Summary The pre-implantation period in the mouse is characterized by a dramatic but transient inflammation-like reaction induced in the endometrium by seminal vesicle-derived moieties in the ejaculate including TGFβ. Leukocytes infiltrating the endometrium during this response are implicated in the immunological changes and extensive tissue remodeling required to accommodate the conceptus during implantation and placental development. The movements and functional behavior of these cells are thought to be orchestrated by a precisely regulated, sequential release of cytokines from the uterine epithelium. GM-CSF and CSF-1 are two epithelial cytokines implicated in the recruitment and phenotypic regulation of the abundant populations of endometrial macrophages, granulocytes and dendritic cells.
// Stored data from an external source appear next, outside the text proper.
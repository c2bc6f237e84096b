use anyhow::{Context, Result};
use directories::ProjectDirs;
use figment::{
    providers::{Env, Format, Serialized, Toml},
    Figment,
};
use serde::{Deserialize, Deserializer, Serialize};
use std::path::{Path, PathBuf};
use tracing::warn;

use crate::constants::{
    DEFAULT_GEMINI_API_KEY_ENV, DEFAULT_GEMINI_BASE_URL, DEFAULT_GEMINI_MODEL,
    DEFAULT_MAX_OUTPUT_TOKENS, DEFAULT_TEMPERATURE, DEFAULT_TOP_K, DEFAULT_TOP_P,
    DEFAULT_WEATHER_API_KEY_ENV, DEFAULT_WEATHER_BASE_URL, DEFAULT_WEATHER_CITY,
    LOCAL_REPLY_DELAY_MS, RESPONDER_TIMEOUT_SECS,
};
use crate::responders::{PromptMode, ResponderKind};
use crate::session::Locale;
use crate::voice::VoicePolicy;

/// Main configuration structure
#[derive(Debug, Clone, Default, Serialize, Deserialize)]
pub struct Config {
    /// Conversation language; unknown codes fall back to English
    #[serde(default, deserialize_with = "deserialize_locale_or_default")]
    pub locale: Locale,

    /// Which responder answers and how long it may take
    #[serde(default)]
    pub responder: ResponderConfig,

    /// Gemini configuration
    #[serde(default)]
    pub gemini: GeminiConfig,

    /// Voice input configuration
    #[serde(default)]
    pub voice: VoiceConfig,

    /// Weather lookup configuration
    #[serde(default)]
    pub weather: WeatherConfig,
}

fn deserialize_locale_or_default<'de, D>(deserializer: D) -> Result<Locale, D::Error>
where
    D: Deserializer<'de>,
{
    let code = String::deserialize(deserializer)?;
    Ok(code.parse().unwrap_or_else(|e| {
        warn!(error = %e, "Unsupported locale in config, falling back to English");
        Locale::default()
    }))
}

/// Responder selection and request limits
#[derive(Debug, Clone, Serialize, Deserialize)]
#[serde(default)]
pub struct ResponderConfig {
    /// local or gemini
    pub kind: ResponderKind,
    /// Upper bound on a single reply
    pub timeout_secs: u64,
    /// Simulated typing delay of the local responder
    pub reply_delay_ms: u64,
}

impl Default for ResponderConfig {
    fn default() -> Self {
        Self {
            kind: ResponderKind::Local,
            timeout_secs: RESPONDER_TIMEOUT_SECS,
            reply_delay_ms: LOCAL_REPLY_DELAY_MS,
        }
    }
}

/// Gemini configuration
#[derive(Debug, Clone, Serialize, Deserialize)]
#[serde(default)]
pub struct GeminiConfig {
    /// Environment variable containing API key
    pub api_key_env: String,
    pub model: String,
    pub base_url: String,
    /// single_turn or multi_turn
    pub mode: PromptMode,
    pub temperature: f32,
    pub top_k: u32,
    pub top_p: f32,
    pub max_output_tokens: u32,
}

impl Default for GeminiConfig {
    fn default() -> Self {
        Self {
            api_key_env: DEFAULT_GEMINI_API_KEY_ENV.to_string(),
            model: DEFAULT_GEMINI_MODEL.to_string(),
            base_url: DEFAULT_GEMINI_BASE_URL.to_string(),
            mode: PromptMode::SingleTurn,
            temperature: DEFAULT_TEMPERATURE,
            top_k: DEFAULT_TOP_K,
            top_p: DEFAULT_TOP_P,
            max_output_tokens: DEFAULT_MAX_OUTPUT_TOKENS,
        }
    }
}

/// Voice input configuration
#[derive(Debug, Clone, Default, Serialize, Deserialize)]
#[serde(default)]
pub struct VoiceConfig {
    /// fill_input leaves the transcript for editing, auto_submit sends it
    pub policy: VoicePolicy,
}

/// Weather lookup configuration
#[derive(Debug, Clone, Serialize, Deserialize)]
#[serde(default)]
pub struct WeatherConfig {
    /// Environment variable containing API key
    pub api_key_env: String,
    pub base_url: String,
    /// Used when the location is unknown or the coordinate lookup fails
    pub default_city: String,
}

impl Default for WeatherConfig {
    fn default() -> Self {
        Self {
            api_key_env: DEFAULT_WEATHER_API_KEY_ENV.to_string(),
            base_url: DEFAULT_WEATHER_BASE_URL.to_string(),
            default_city: DEFAULT_WEATHER_CITY.to_string(),
        }
    }
}

/// Load configuration from multiple sources
pub fn load_config() -> Result<Config> {
    // Get config directories
    let config_dir = get_config_dir()?;
    let global_config = config_dir.join("config.toml");
    let local_config = PathBuf::from(".agrimate/config.toml");

    load_config_from(&[global_config, local_config])
}

/// Layer defaults, the given TOML files (later wins) and `AGRIMATE_` env vars
pub fn load_config_from(files: &[PathBuf]) -> Result<Config> {
    let mut figment = Figment::from(Serialized::defaults(Config::default()));

    for file in files {
        if file.exists() {
            figment = figment.merge(Toml::file(file));
        }
    }

    // Add environment variables (AGRIMATE_ prefix, `__` for nesting)
    figment = figment.merge(Env::prefixed("AGRIMATE_").split("__"));

    figment
        .extract()
        .context("Failed to load configuration")
}

/// Load a single explicit configuration file on top of the defaults
pub fn load_config_file(path: &Path) -> Result<Config> {
    if !path.exists() {
        anyhow::bail!("Config file not found: {}", path.display());
    }
    load_config_from(&[path.to_path_buf()])
}

/// Get the configuration directory
pub fn get_config_dir() -> Result<PathBuf> {
    if let Some(proj_dirs) = ProjectDirs::from("", "", "agrimate") {
        let config_dir = proj_dirs.config_dir();
        std::fs::create_dir_all(config_dir)?;
        Ok(config_dir.to_path_buf())
    } else {
        // Fallback to home directory
        let home = std::env::var("HOME")
            .or_else(|_| std::env::var("USERPROFILE"))
            .context("Could not determine home directory")?;
        let config_dir = PathBuf::from(home).join(".config").join("agrimate");
        std::fs::create_dir_all(&config_dir)?;
        Ok(config_dir)
    }
}

/// Save configuration to file
pub fn save_config(config: &Config, path: Option<PathBuf>) -> Result<()> {
    let path = if let Some(p) = path {
        p
    } else {
        get_config_dir()?.join("config.toml")
    };

    if let Some(parent) = path.parent() {
        std::fs::create_dir_all(parent)?;
    }

    let toml_string = toml::to_string_pretty(config)?;
    std::fs::write(&path, toml_string)
        .with_context(|| format!("Failed to write config to {}", path.display()))?;

    Ok(())
}

/// Create a default configuration file if it doesn't exist
///
/// Returns the path of the global config file.
pub fn init_config() -> Result<PathBuf> {
    let config_dir = get_config_dir()?;
    let config_file = config_dir.join("config.toml");

    if !config_file.exists() {
        save_config(&Config::default(), Some(config_file.clone()))?;
    }

    Ok(config_file)
}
Studies in genetically cytokine-deficient mice have been undertaken to determine the physiological significance of GM-CSF and CSF-1. The inflammatory response was found to occur despite the absence of one or both of these cytokines, albeit with moderate differences in the numbers, phenotype and activation state of the recruited cells. Expression of mRNAs for other potential regulators of uterine leukocytes was investigated using semi-quantitative RT-PCR. Messenger RNA encoding chemokines of the C-C family (RANTES, MCP-1, MIP-1α, MIP-1β and eotaxin) and C-X-C family (MIP-2 and KC) were all transiently induced during the 24–28 hour period after mating. Ovarian steroid hormones and possibly factors in semen are implicated in the regulation of chemokine mRNA expression. These studies indicate that an array of chemokines are likely to have principal roles in the extravasation and migration of inflammatory leukocytes into the uterine stromal tissue, with GM-CSF, CSF-1 and other epithelial cytokines acting to regulate the subsequent differentiation and activation phenotype of recruited cells.